Thirdly, our previous computational analyses of these communities shows that despite this lack of resolution, one can observe that there are distinct community classes that correspond to distinct functional profiles (inferred from predicted metagenomes), which we now mention in Discussion lines 314-317 and Methods: Dimensionality reduction approaches tested 700-702 (Pascual-García and Bell, 2020a).
And (b) their communities contained only those species, i.e. only bacteria and no other organisms (see also comment by second reviewer)?
Our apologies – as well as a filtering step to remove large organisms, there was indeed a treatment of cyclohexamide to remove fungi prior to producing the frozen archive of communities, but we neglected to mention it in the Methods and Materials before. They are now in Field techniques: Field sampling of communities (line 454-468) and it’s also detailed in another publication of ours using the same communities (Rivett and Bell, 2018).
There is still a possibility, however, that some organisms survived filtering and anti-fungal treatment (though we did not observe this in flow cytometry and/or visual inspection of the microcosms). Additionally, there may be bacteriophages present that are having an impact on invader survival, either directly or indirectly. Some of these limitations also apply to previous experiments – especially those that artificial communities created from diluted natural communities (He et al., 2014; van Elsas et al., 2012) – and so our results are at least comparable when talking about the effects of bacterial community composition. Nonetheless, it is certainly still possible that nonbacterial effects could explain some of the unexplained variation and we now discuss this in Discussion: Unexplained variation (line 387). We would very much like to see a future study that uses shotgun sequencing to unpick the relative contributions of different Kingdoms on invasion resistance in even less-altered natural communities.
Regarding (2): there have been long, often misguided discussions about
the importance of "species richness per se" in affecting ecosystem functioning vs. other factors, in particular species identities and species composition. The authors take this even further and compare the importance of diversity (including both richness and composition aspects, say D) with the importance of an "ecosystem function"(productivity proxies, say P) as covariate on invasion success, i.e. ecosystem functioning (say EF).

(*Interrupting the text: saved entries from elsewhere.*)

//! HCN JSON documents (schema version 2.0)
//!
//! These mirror the documents the HCN API exchanges. Conversion into the
//! crate's info types happens here so the managers never see raw JSON.

use std::net::IpAddr;
use serde::{Deserialize, Serialize};
use uuid::Uuid;
use super::{
    EndpointDraft, EndpointInfo, LoadBalancerDraft, LoadBalancerInfo, NetworkInfo, PortMapping,
    ENDPOINT_FLAG_REMOTE, LOAD_BALANCER_FLAG_DSR,
};
use crate::policy::{self, PolicyInfo, PROVIDER_ADDRESS};
use crate::{Error, Result};

#[derive(Debug, Clone, Copy, PartialEq, Eq, Serialize, Deserialize)]
#[serde(rename_all = "PascalCase")]
pub struct SchemaVersion {
    pub major: u32,
    pub minor: u32,
}

impl Default for SchemaVersion {
    fn default() -> Self {
        Self { major: 2, minor: 0 }
    }
}

/// Query document accepted by the HCN enumerate calls
#[derive(Debug, Clone, Serialize)]
#[serde(rename_all = "PascalCase")]
pub struct HostComputeQuery {
    pub schema_version: SchemaVersion,
    pub flags: u32,
    #[serde(skip_serializing_if = "String::is_empty")]
    pub filter: String,
}

impl HostComputeQuery {
    pub fn all() -> Self {
        Self {
            schema_version: SchemaVersion::default(),
            flags: 0,
            filter: String::new(),
        }
    }

    /// Query matching a single resource by name
    pub fn by_name(name: &str) -> Self {
        Self {
            filter: serde_json::json!({ "Name": name }).to_string(),
            ..Self::all()
        }
    }
}

#[derive(Debug, Clone, Default, Serialize, Deserialize)]
#[serde(rename_all = "PascalCase")]
pub struct HostComputeNetwork {
    #[serde(default)]
    pub id: String,
    #[serde(default)]
    pub name: String,
    #[serde(rename = "Type", default)]
    pub network_type: String,
    #[serde(default)]
    pub policies: Vec<PolicyInfo>,
}

#[derive(Debug, Clone, Default, Serialize, Deserialize)]
#[serde(rename_all = "PascalCase")]
pub struct IpConfig {
    pub ip_address: String,
    #[serde(default, skip_serializing_if = "Option::is_none")]
    pub prefix_length: Option<u8>,
}

#[derive(Debug, Clone, Default, Serialize, Deserialize)]
#[serde(rename_all = "PascalCase")]
pub struct HostComputeEndpoint {
    #[serde(default, skip_serializing_if = "String::is_empty")]
    pub id: String,
    #[serde(default, skip_serializing_if = "String::is_empty")]
    pub host_compute_network: String,
    #[serde(default)]
    pub ip_configurations: Vec<IpConfig>,
    #[serde(default, skip_serializing_if = "Option::is_none")]
    pub mac_address: Option<String>,
    #[serde(default)]
    pub flags: u32,
    #[serde(default)]
    pub policies: Vec<PolicyInfo>,
    #[serde(default)]
    pub schema_version: SchemaVersion,
}

/// Request body for `HcnModifyEndpoint`
#[derive(Debug, Clone, Serialize)]
#[serde(rename_all = "PascalCase")]
pub struct ModifyEndpointSettingRequest {
    pub resource_type: String,
    pub request_type: String,
    pub settings: serde_json::Value,
}

impl ModifyEndpointSettingRequest {
    /// Apply one policy to a live endpoint. An endpoint has a single
    /// provider address, so that policy is updated in place.
    pub fn apply_policy(policy: &PolicyInfo) -> Self {
        let request_type = if policy.is_type(PROVIDER_ADDRESS) { "Update" } else { "Add" };
        Self {
            resource_type: "Policy".to_string(),
            request_type: request_type.to_string(),
            settings: serde_json::json!({ "Policies": [policy] }),
        }
    }
}

#[derive(Debug, Clone, Default, Serialize, Deserialize)]
#[serde(rename_all = "PascalCase")]
pub struct LoadBalancerPortMapping {
    pub protocol: u32,
    pub internal_port: u16,
    pub external_port: u16,
    #[serde(default)]
    pub flags: u32,
}

#[derive(Debug, Clone, Default, Serialize, Deserialize)]
#[serde(rename_all = "PascalCase")]
pub struct HostComputeLoadBalancer {
    #[serde(default, skip_serializing_if = "String::is_empty")]
    pub id: String,
    #[serde(default)]
    pub host_compute_endpoints: Vec<String>,
    #[serde(rename = "SourceVIP", default, skip_serializing_if = "String::is_empty")]
    pub source_vip: String,
    #[serde(rename = "FrontendVIPs", default)]
    pub frontend_vips: Vec<String>,
    #[serde(default)]
    pub port_mappings: Vec<LoadBalancerPortMapping>,
    #[serde(default)]
    pub flags: u32,
    #[serde(default)]
    pub schema_version: SchemaVersion,
}

pub(super) fn parse_id(resource: &'static str, id: &str) -> Result<Uuid> {
    Uuid::parse_str(id.trim_matches(|c| c == '{' || c == '}'))
        .map_err(|e| Error::rejected(resource, format!("invalid id {}: {}", id, e)))
}

fn parse_ip(what: &str, value: &str) -> Result<IpAddr> {
    value
        .parse()
        .map_err(|e| Error::Config(format!("Invalid {} {}: {}", what, value, e)))
}

impl TryFrom<HostComputeNetwork> for NetworkInfo {
    type Error = Error;

    fn try_from(network: HostComputeNetwork) -> Result<Self> {
        Ok(NetworkInfo {
            id: parse_id("network", &network.id)?,
            remote_subnets: policy::remote_subnet_routes(&network.policies)?,
            name: network.name,
            network_type: network.network_type,
        })
    }
}

impl TryFrom<HostComputeEndpoint> for EndpointInfo {
    type Error = Error;

    fn try_from(endpoint: HostComputeEndpoint) -> Result<Self> {
        let ip = endpoint
            .ip_configurations
            .first()
            .ok_or_else(|| Error::rejected("endpoint", format!("{} has no IP configuration", endpoint.id)))
            .and_then(|config| parse_ip("endpoint address", &config.ip_address))?;

        let provider_address = endpoint
            .policies
            .iter()
            .find(|p| p.is_type(PROVIDER_ADDRESS))
            .and_then(|p| p.settings.get("ProviderAddress"))
            .and_then(|v| v.as_str())
            .and_then(|s| s.parse().ok());

        Ok(EndpointInfo {
            id: parse_id("endpoint", &endpoint.id)?,
            ip,
            mac_address: endpoint.mac_address.filter(|m| !m.is_empty()),
            is_local: endpoint.flags & ENDPOINT_FLAG_REMOTE == 0,
            network_id: parse_id("network", &endpoint.host_compute_network)?,
            provider_address,
            policies: endpoint.policies,
        })
    }
}

impl TryFrom<HostComputeLoadBalancer> for LoadBalancerInfo {
    type Error = Error;

    fn try_from(lb: HostComputeLoadBalancer) -> Result<Self> {
        let endpoint_ids = lb
            .host_compute_endpoints
            .iter()
            .map(|id| parse_id("endpoint", id))
            .collect::<Result<Vec<_>>>()?;
        let frontend_vips = lb
            .frontend_vips
            .iter()
            .map(|vip| parse_ip("frontend VIP", vip))
            .collect::<Result<Vec<_>>>()?;
        let source_vip = if lb.source_vip.is_empty() {
            None
        } else {
            Some(parse_ip("source VIP", &lb.source_vip)?)
        };

        Ok(LoadBalancerInfo {
            id: parse_id("load balancer", &lb.id)?,
            endpoint_ids,
            source_vip,
            frontend_vips,
            port_mappings: lb
                .port_mappings
                .iter()
                .map(|m| PortMapping {
                    protocol: m.protocol,
                    internal_port: m.internal_port,
                    external_port: m.external_port,
                    flags: m.flags,
                })
                .collect(),
            flags: lb.flags,
        })
    }
}

impl HostComputeEndpoint {
    /// Build the create document for a draft on the given network
    pub fn from_draft(draft: &EndpointDraft, network: &NetworkInfo) -> Self {
        Self {
            id: String::new(),
            host_compute_network: network.id.to_string(),
            ip_configurations: vec![IpConfig {
                ip_address: draft.ip.to_string(),
                prefix_length: None,
            }],
            mac_address: draft.mac_address.clone(),
            flags: if draft.is_local { 0 } else { ENDPOINT_FLAG_REMOTE },
            policies: draft.policies.clone(),
            schema_version: SchemaVersion::default(),
        }
    }
}

impl From<&LoadBalancerDraft> for HostComputeLoadBalancer {
    fn from(draft: &LoadBalancerDraft) -> Self {
        Self {
            id: String::new(),
            host_compute_endpoints: draft.endpoint_ids.iter().map(Uuid::to_string).collect(),
            source_vip: draft.source_vip.map(|ip| ip.to_string()).unwrap_or_default(),
            frontend_vips: draft.frontend_vips.iter().map(IpAddr::to_string).collect(),
            port_mappings: vec![LoadBalancerPortMapping {
                protocol: draft.port_mapping.protocol,
                internal_port: draft.port_mapping.internal_port,
                external_port: draft.port_mapping.external_port,
                flags: draft.port_mapping.flags,
            }],
            flags: if draft.dsr { LOAD_BALANCER_FLAG_DSR } else { 0 },
            schema_version: SchemaVersion::default(),
        }
    }
}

This is like earlier arguments saying that when assessing effects of plant species richness (D) on community biomass (EF) one should consider only plots with high plant cover (P). However, the hypothesis is D → EF, and for that to be true it does not matter which mechanism (and how), in this case D → P → EF, mediates the causal relationship D → EF. When "importance" of explanatory variables is assessed, one cannot compare mediator variables with explanatory variables, but rather different explanatory variables, for example an environmental factor such as temperature (T) and D, where T and D ideally should be fully orthogonal to each other. In other words, you can compare T → EF and D →> EF, but to look into the system that you have above you should use for example path analysis (SEMs) with arrows D → P, P → EF and D|P → EF, the latter indicating the effect of D on EF that is not mediated by P. Understanding (2), the authors do not find that P is more important than D in explaining EF, but that P provides a mechanistic explanation on the effect of D on EF. It is always like this in biodiversity research!

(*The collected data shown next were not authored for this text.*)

//! Load balancer manager
//!
//! Find-or-create for HNS load balancers. HNS keeps no name for a load
//! balancer, so identity is the defining tuple: member endpoints, protocol,
//! ports, ILB and DSR flags, and the VIP when one is requested. Only the
//! first port mapping and the first frontend VIP of an existing load
//! balancer are compared; a multi-port service is one load balancer per port.

use std::collections::BTreeSet;
use std::net::IpAddr;
use std::sync::Arc;
use uuid::Uuid;
use crate::cache::{LoadBalancerKey, ResourceCache, ResourceKey, ResourceKind};
use crate::hns::{
    EndpointInfo, HnsClient, LoadBalancerDraft, LoadBalancerInfo, PortMapping, Protocol,
    PORT_MAPPING_FLAG_ILB,
};
use crate::{Error, Result};

/// Everything about a load balancer except its members
#[derive(Debug, Clone, PartialEq, Eq)]
pub struct LoadBalancerSpec {
    pub protocol: Protocol,
    pub internal_port: u16,
    pub external_port: u16,
    pub vip: Option<IpAddr>,
    pub source_vip: Option<IpAddr>,
    pub ilb: bool,
    pub dsr: bool,
}

impl LoadBalancerSpec {
    fn port_mapping(&self) -> PortMapping {
        PortMapping {
            protocol: self.protocol.number(),
            internal_port: self.internal_port,
            external_port: self.external_port,
            flags: if self.ilb { PORT_MAPPING_FLAG_ILB } else { 0 },
        }
    }

    fn key(&self, endpoint_ids: &[Uuid]) -> ResourceKey {
        ResourceKey::LoadBalancer(LoadBalancerKey {
            endpoints: endpoint_ids.iter().copied().collect(),
            protocol: self.protocol,
            internal_port: self.internal_port,
            external_port: self.external_port,
            vip: self.vip,
            ilb: self.ilb,
            dsr: self.dsr,
        })
    }
}

/// Whether `lb` already realizes `spec` over `endpoint_ids`
pub fn matches(lb: &LoadBalancerInfo, endpoint_ids: &[Uuid], spec: &LoadBalancerSpec) -> bool {
    if lb.endpoint_ids.len() != endpoint_ids.len() {
        return false;
    }
    let wanted: BTreeSet<&Uuid> = endpoint_ids.iter().collect();
    if !lb.endpoint_ids.iter().all(|id| wanted.contains(id)) {
        return false;
    }

    let Some(mapping) = lb.port_mappings.first() else {
        return false;
    };
    if mapping.protocol != spec.protocol.number()
        || mapping.internal_port != spec.internal_port
        || mapping.external_port != spec.external_port
        || mapping.is_ilb() != spec.ilb
    {
        return false;
    }
    if lb.is_dsr() != spec.dsr {
        return false;
    }

    match spec.vip {
        Some(vip) => lb.frontend_vips.first() == Some(&vip),
        None => true,
    }
}

pub struct LoadBalancerManager {
    cache: Arc<ResourceCache>,
}

impl LoadBalancerManager {
    pub fn new(cache: Arc<ResourceCache>) -> Self {
        Self { cache }
    }

    /// Return the load balancer for `spec` over `endpoints`, creating it only
    /// when no existing one matches
    pub async fn ensure_load_balancer(
        &self,
        client: &dyn HnsClient,
        endpoints: &[EndpointInfo],
        spec: &LoadBalancerSpec,
    ) -> Result<LoadBalancerInfo> {
        let endpoint_ids: Vec<Uuid> = endpoints.iter().map(|e| e.id).collect();
        let key = spec.key(&endpoint_ids);

        if let Some(id) = self.cache.lookup(&key) {
            match client.get_load_balancer_by_id(id).await {
                Ok(lb) => {
                    tracing::debug!(load_balancer = %id, "Load balancer cache hit");
                    return Ok(lb);
                }
                Err(e) if e.is_not_found() => {
                    tracing::info!(load_balancer = %id, "Cached load balancer vanished");
                    self.cache.invalidate(&key);
                }
                Err(e) => return Err(e),
            }
        }

        if let Some(lb) = client
            .list_load_balancers()
            .await?
            .into_iter()
            .find(|lb| matches(lb, &endpoint_ids, spec))
        {
            tracing::debug!(load_balancer = %lb.id, "Found existing load balancer");
            self.cache.store(key, lb.id);
            return Ok(lb);
        }

        // Resolve every member before creating so that no partial load balancer is made
        let mut resolved = Vec::with_capacity(endpoint_ids.len());
        for id in &endpoint_ids {
            match client.get_endpoint_by_id(*id).await {
                Ok(endpoint) => resolved.push(endpoint.id),
                Err(e) if e.is_not_found() => return Err(Error::EndpointResolution(*id)),
                Err(e) => return Err(e),
            }
        }

        let draft = LoadBalancerDraft {
            endpoint_ids: resolved,
            source_vip: spec.source_vip,
            frontend_vips: spec.vip.into_iter().collect(),
            port_mapping: spec.port_mapping(),
            dsr: spec.dsr,
        };
        let lb = client.create_load_balancer(&draft).await?;
        tracing::info!(
            load_balancer = %lb.id,
            vip = ?spec.vip,
            protocol = %spec.protocol,
            port = spec.external_port,
            endpoints = endpoint_ids.len(),
            "Created HNS load balancer"
        );
        self.cache.store(key, lb.id);
        Ok(lb)
    }

    /// Delete a load balancer. One that is already gone counts as deleted.
    pub async fn delete_load_balancer(&self, client: &dyn HnsClient, id: Uuid) -> Result<()> {
        self.cache.invalidate_handle(ResourceKind::LoadBalancer, id);
        match client.delete_load_balancer(id).await {
            Ok(()) => {
                tracing::info!(load_balancer = %id, "Deleted HNS load balancer");
                Ok(())
            }
            Err(e) if e.is_not_found() => {
                tracing::debug!(load_balancer = %id, "Load balancer already gone");
                Ok(())
            }
            Err(e) => Err(e),
        }
    }
}

#[cfg(test)]
mod tests {
    use super::*;
    use crate::endpoint::{EndpointManager, EndpointRequest};
    use crate::error::ErrorKind;
    use crate::hns::{MemoryHns, MockHnsClient};

    struct Fixture {
        hns: MemoryHns,
        endpoints: EndpointManager,
        lbs: LoadBalancerManager,
    }

    fn fixture() -> Fixture {
        let hns = MemoryHns::new();
        hns.add_network("vxlan0", "Overlay");
        let cache = Arc::new(ResourceCache::new(4));
        Fixture {
            hns,
            endpoints: EndpointManager::new(Arc::clone(&cache), 4),
            lbs: LoadBalancerManager::new(cache),
        }
    }

    impl Fixture {
        async fn endpoint(&self, ip: &str) -> EndpointInfo {
            let request = EndpointRequest {
                ip: ip.parse().unwrap(),
                network: "vxlan0".into(),
                is_local: true,
                provider_address: None,
                mac_address: None,
            };
            self.endpoints.ensure_endpoint(&self.hns, &request).await.unwrap()
        }
    }

    fn http() -> LoadBalancerSpec {
        LoadBalancerSpec {
            protocol: Protocol::Tcp,
            internal_port: 80,
            external_port: 80,
            vip: Some("10.0.0.1".parse().unwrap()),
            source_vip: None,
            ilb: false,
            dsr: false,
        }
    }

    fn existing(endpoint_ids: Vec<Uuid>, spec: &LoadBalancerSpec) -> LoadBalancerInfo {
        LoadBalancerInfo {
            id: Uuid::new_v4(),
            endpoint_ids,
            source_vip: None,
            frontend_vips: spec.vip.into_iter().collect(),
            port_mappings: vec![spec.port_mapping()],
            flags: 0,
        }
    }

    #[test]
    fn test_matches_each_field() {
        let ids = vec![Uuid::new_v4(), Uuid::new_v4()];
        let spec = http();
        let lb = existing(ids.clone(), &spec);
        assert!(matches(&lb, &ids, &spec));

        let reversed: Vec<Uuid> = ids.iter().rev().copied().collect();
        assert!(matches(&lb, &reversed, &spec));

        assert!(!matches(&lb, &ids[..1], &spec));
        assert!(!matches(&lb, &[ids[0], Uuid::new_v4()], &spec));
        assert!(!matches(&lb, &ids, &LoadBalancerSpec { protocol: Protocol::Udp, ..spec.clone() }));
        assert!(!matches(&lb, &ids, &LoadBalancerSpec { internal_port: 8080, ..spec.clone() }));
        assert!(!matches(&lb, &ids, &LoadBalancerSpec { external_port: 443, ..spec.clone() }));
        assert!(!matches(&lb, &ids, &LoadBalancerSpec { ilb: true, ..spec.clone() }));
        assert!(!matches(&lb, &ids, &LoadBalancerSpec { dsr: true, ..spec.clone() }));
        assert!(!matches(
            &lb,
            &ids,
            &LoadBalancerSpec { vip: Some("10.0.0.2".parse().unwrap()), ..spec.clone() }
        ));
    }

    #[test]
    fn test_matches_without_vip_ignores_frontend() {
        let ids = vec![Uuid::new_v4()];
        let lb = existing(ids.clone(), &http());
        assert!(matches(&lb, &ids, &LoadBalancerSpec { vip: None, ..http() }));
    }

    #[test]
    fn test_matches_only_first_port_mapping() {
        let ids = vec![Uuid::new_v4()];
        let mut lb = existing(ids.clone(), &http());
        lb.port_mappings.insert(
            0,
            PortMapping {
                protocol: 17,
                internal_port: 53,
                external_port: 53,
                flags: 0,
            },
        );
        assert!(!matches(&lb, &ids, &http()));
    }

    #[tokio::test]
    async fn test_ensure_twice_creates_once() {
        let f = fixture();
        let ep = f.endpoint("10.244.1.5").await;

        let first = f.lbs.ensure_load_balancer(&f.hns, &[ep.clone()], &http()).await.unwrap();
        let second = f.lbs.ensure_load_balancer(&f.hns, &[ep], &http()).await.unwrap();

        assert_eq!(first.id, second.id);
        assert_eq!(f.hns.calls("create_load_balancer"), 1);
        assert_eq!(first.frontend_vips, vec!["10.0.0.1".parse::<IpAddr>().unwrap()]);
        assert_eq!(first.port_mappings[0].protocol, 6);
        assert!(!first.port_mappings[0].is_ilb());
    }

    #[tokio::test]
    async fn test_adopts_matching_load_balancer_without_cache() {
        let f = fixture();
        let ep = f.endpoint("10.244.1.5").await;
        let lb = f.lbs.ensure_load_balancer(&f.hns, &[ep.clone()], &http()).await.unwrap();

        let fresh = LoadBalancerManager::new(Arc::new(ResourceCache::new(4)));
        let found = fresh.ensure_load_balancer(&f.hns, &[ep], &http()).await.unwrap();
        assert_eq!(found.id, lb.id);
        assert_eq!(f.hns.calls("create_load_balancer"), 1);
    }

    #[tokio::test]
    async fn test_different_members_never_share() {
        let f = fixture();
        let a = f.endpoint("10.244.1.5").await;
        let b = f.endpoint("10.244.1.6").await;
        let c = f.endpoint("10.244.1.7").await;

        let one = f.lbs.ensure_load_balancer(&f.hns, &[a.clone()], &http()).await.unwrap();
        let two = f.lbs.ensure_load_balancer(&f.hns, &[a.clone(), b.clone()], &http()).await.unwrap();
        let other = f.lbs.ensure_load_balancer(&f.hns, &[a, c], &http()).await.unwrap();

        assert_ne!(one.id, two.id);
        assert_ne!(two.id, other.id);
        assert_eq!(f.hns.calls("create_load_balancer"), 3);
    }

    #[tokio::test]
    async fn test_without_vip_creates_empty_frontend() {
        let f = fixture();
        let ep = f.endpoint("10.244.1.5").await;
        let spec = LoadBalancerSpec {
            vip: None,
            source_vip: Some("10.244.1.2".parse().unwrap()),
            ilb: true,
            ..http()
        };

        let lb = f.lbs.ensure_load_balancer(&f.hns, &[ep], &spec).await.unwrap();
        assert!(lb.frontend_vips.is_empty());
        assert_eq!(lb.source_vip, spec.source_vip);
        assert!(lb.port_mappings[0].is_ilb());
    }

    #[tokio::test]
    async fn test_vanished_load_balancer_is_recreated() {
        let f = fixture();
        let ep = f.endpoint("10.244.1.5").await;
        let first = f.lbs.ensure_load_balancer(&f.hns, &[ep.clone()], &http()).await.unwrap();
        assert!(f.hns.remove_load_balancer(first.id));

        let second = f.lbs.ensure_load_balancer(&f.hns, &[ep], &http()).await.unwrap();
        assert_ne!(first.id, second.id);
        assert_eq!(f.hns.calls("create_load_balancer"), 2);
    }

    #[tokio::test]
    async fn test_missing_endpoint_blocks_creation() {
        let f = fixture();
        let ep = f.endpoint("10.244.1.5").await;
        let gone = f.endpoint("10.244.1.6").await;
        f.hns.remove_endpoint(gone.id);

        let err = f
            .lbs
            .ensure_load_balancer(&f.hns, &[ep, gone.clone()], &http())
            .await
            .unwrap_err();
        assert!(matches!(err, Error::EndpointResolution(id) if id == gone.id));
        assert_eq!(err.kind(), ErrorKind::ReferentialIntegrityViolation);
        assert_eq!(f.hns.calls("create_load_balancer"), 0);
        assert!(f.hns.load_balancers().is_empty());
    }

    #[tokio::test]
    async fn test_delete_missing_load_balancer_succeeds() {
        let f = fixture();
        f.lbs.delete_load_balancer(&f.hns, Uuid::new_v4()).await.unwrap();
    }

    #[tokio::test]
    async fn test_list_failure_is_surfaced() {
        let mut mock = MockHnsClient::new();
        mock.expect_list_load_balancers()
            .times(1)
            .returning(|| Err(Error::Unavailable("pipe closed".into())));
        mock.expect_create_load_balancer().never();
        let lbs = LoadBalancerManager::new(Arc::new(ResourceCache::new(4)));

        let err = lbs.ensure_load_balancer(&mock, &[], &http()).await.unwrap_err();
        assert_eq!(err.kind(), ErrorKind::ControlPlaneUnavailable);
    }
}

This detailed critique was very welcome and fundamentally reshaped our re-analysis and discussion. We now split to analysis into 3 components:
– First, responding to Comment 4 of yours (below), we make sure that we are statistically capturing the effect of 16S composition in an appropriate way. To do this, we compared 7 types of random forests computing composition with 7 different dimensionality reduction approaches (see lines 709-722). Note that we substituted the single 6-level variable ‘community type’ (Pascual-García and Bell, 2020a) used in the previous manuscript with 19+1 variables representing the abundances of the main functional groups (Pascual-García and Bell, 2020b). Both of these groupings (the former of communities, the latter of OTU abundances) were generated using correlations amongst OTU abundances and there is congruity between the 19+1 functional groups and the previous 6 community types (Pascual-García and Bell, 2020b). Moreover, the 19+1 functional groups mean species’ abundances was found to be the most appropriate to explain invader survival, with a predictive power comparable to when all OTUs were included in the model (Supplementary Figure 1). Thus we opted to use the functional groups in this manuscript, which also represents a more conservative approach than our choice in the previous version, i.e. using 1 categorical variable with six levels/community types.

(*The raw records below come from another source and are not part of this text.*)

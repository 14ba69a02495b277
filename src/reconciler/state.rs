//! Desired-state input and per-service status

use std::collections::HashSet;
use std::net::IpAddr;
use std::path::Path;
use serde::{Deserialize, Serialize};
use uuid::Uuid;
use crate::error::ErrorKind;
use crate::hns::Protocol;
use crate::load_balancer::LoadBalancerSpec;
use crate::{Error, Result};

/// One port of one service
#[derive(Debug, Clone, PartialEq, Eq, Hash, PartialOrd, Ord, Serialize, Deserialize)]
pub struct ServiceKey {
    pub namespace: String,
    pub name: String,
    pub port: String,
}

impl ServiceKey {
    pub fn new(
        namespace: impl Into<String>,
        name: impl Into<String>,
        port: impl Into<String>,
    ) -> Self {
        Self {
            namespace: namespace.into(),
            name: name.into(),
            port: port.into(),
        }
    }
}

impl std::fmt::Display for ServiceKey {
    fn fmt(&self, f: &mut std::fmt::Formatter<'_>) -> std::fmt::Result {
        write!(f, "{}/{}:{}", self.namespace, self.name, self.port)
    }
}

#[derive(Debug, Clone, PartialEq, Eq, Serialize, Deserialize)]
pub struct Backend {
    pub ip: IpAddr,
    /// Host address to encapsulate towards; looked up from the network's
    /// remote subnets when a remote backend leaves it out
    #[serde(default)]
    pub provider_address: Option<IpAddr>,
    #[serde(default)]
    pub mac_address: Option<String>,
    /// Backend runs on another host
    #[serde(default)]
    pub remote: bool,
}

impl Backend {
    pub fn local(ip: IpAddr) -> Self {
        Self {
            ip,
            provider_address: None,
            mac_address: None,
            remote: false,
        }
    }

    pub fn remote(ip: IpAddr, provider_address: Option<IpAddr>) -> Self {
        Self {
            ip,
            provider_address,
            mac_address: None,
            remote: true,
        }
    }
}

/// What should exist for one service port
#[derive(Debug, Clone, PartialEq, Eq, Serialize, Deserialize)]
pub struct DesiredService {
    pub key: ServiceKey,
    #[serde(default)]
    pub vip: Option<IpAddr>,
    #[serde(default)]
    pub source_vip: Option<IpAddr>,
    pub protocol: Protocol,
    /// Port clients connect to
    pub port: u16,
    /// Port the backends listen on
    pub target_port: u16,
    #[serde(default)]
    pub backends: Vec<Backend>,
    #[serde(default)]
    pub internal: bool,
    #[serde(default)]
    pub direct_server_return: bool,
}

impl DesiredService {
    pub fn load_balancer_spec(&self) -> LoadBalancerSpec {
        LoadBalancerSpec {
            protocol: self.protocol,
            internal_port: self.target_port,
            external_port: self.port,
            vip: self.vip,
            source_vip: self.source_vip,
            ilb: self.internal,
            dsr: self.direct_server_return,
        }
    }

    pub fn validate(&self) -> Result<()> {
        if self.port == 0 || self.target_port == 0 {
            return Err(Error::Config(format!("{}: ports must be non-zero", self.key)));
        }
        let mut seen = HashSet::new();
        if let Some(dup) = self.backends.iter().find(|b| !seen.insert(b.ip)) {
            return Err(Error::Config(format!(
                "{}: backend {} listed twice",
                self.key, dup.ip
            )));
        }
        Ok(())
    }
}

/// A full desired-state snapshot
#[derive(Debug, Clone, Default, PartialEq, Eq, Serialize, Deserialize)]
pub struct DesiredState {
    pub services: Vec<DesiredService>,
}

impl DesiredState {
    /// Load a JSON snapshot file
    pub fn from_file(path: impl AsRef<Path>) -> Result<Self> {
        let content = std::fs::read_to_string(path)?;
        let state: Self = serde_json::from_str(&content)?;
        state.validate()?;
        Ok(state)
    }

    pub fn validate(&self) -> Result<()> {
        let mut keys = HashSet::new();
        for service in &self.services {
            if !keys.insert(&service.key) {
                return Err(Error::Config(format!("service {} declared twice", service.key)));
            }
            service.validate()?;
        }
        Ok(())
    }
}

/// An incremental change to desired state
#[derive(Debug, Clone)]
pub enum DesiredUpdate {
    Upsert(DesiredService),
    Remove(ServiceKey),
}

#[derive(Debug, Clone, Copy, PartialEq, Eq, Default)]
pub enum ServiceState {
    #[default]
    Absent,
    Pending,
    Synced,
    Degraded,
}

impl std::fmt::Display for ServiceState {
    fn fmt(&self, f: &mut std::fmt::Formatter<'_>) -> std::fmt::Result {
        match self {
            ServiceState::Absent => write!(f, "Absent"),
            ServiceState::Pending => write!(f, "Pending"),
            ServiceState::Synced => write!(f, "Synced"),
            ServiceState::Degraded => write!(f, "Degraded"),
        }
    }
}

/// Observed reconciliation state of a service key
#[derive(Debug, Clone, Default)]
pub struct ServiceStatus {
    pub state: ServiceState,
    pub load_balancer: Option<Uuid>,
    pub endpoints: Vec<Uuid>,
    pub last_error: Option<String>,
    pub error_kind: Option<ErrorKind>,
    /// Consecutive failed passes
    pub failures: u32,
}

– Second, also in response to Comment 4 of yours, we now use random forest regression as only a part of our analysis – to identify the compositional and functional explanatory variables with the greatest explanatory power (which may overlap). We agree that one cannot really compare the importance of composition with the importance of productivity, since these co-vary and are not orthogonal. ‘Variable importance’ in random forests does not really mean ‘importance’ as it is in common usage, and in our previous manuscript we probably did not communicate this well and tended to conflate the two. Variable importance values in the random forest are estimates of each variables’ explanatory power independent of the other explanatory variables or samples in the model. Nonetheless, even if two explanatory variables have different importance values, the variance explained by them is likely to at least partly overlap with the variance explained by one or more other variables. Thus, we use the random forest to select compositional/genotypic and phenotypic variables whose overlap/mediation we then explore using SEMs (see below).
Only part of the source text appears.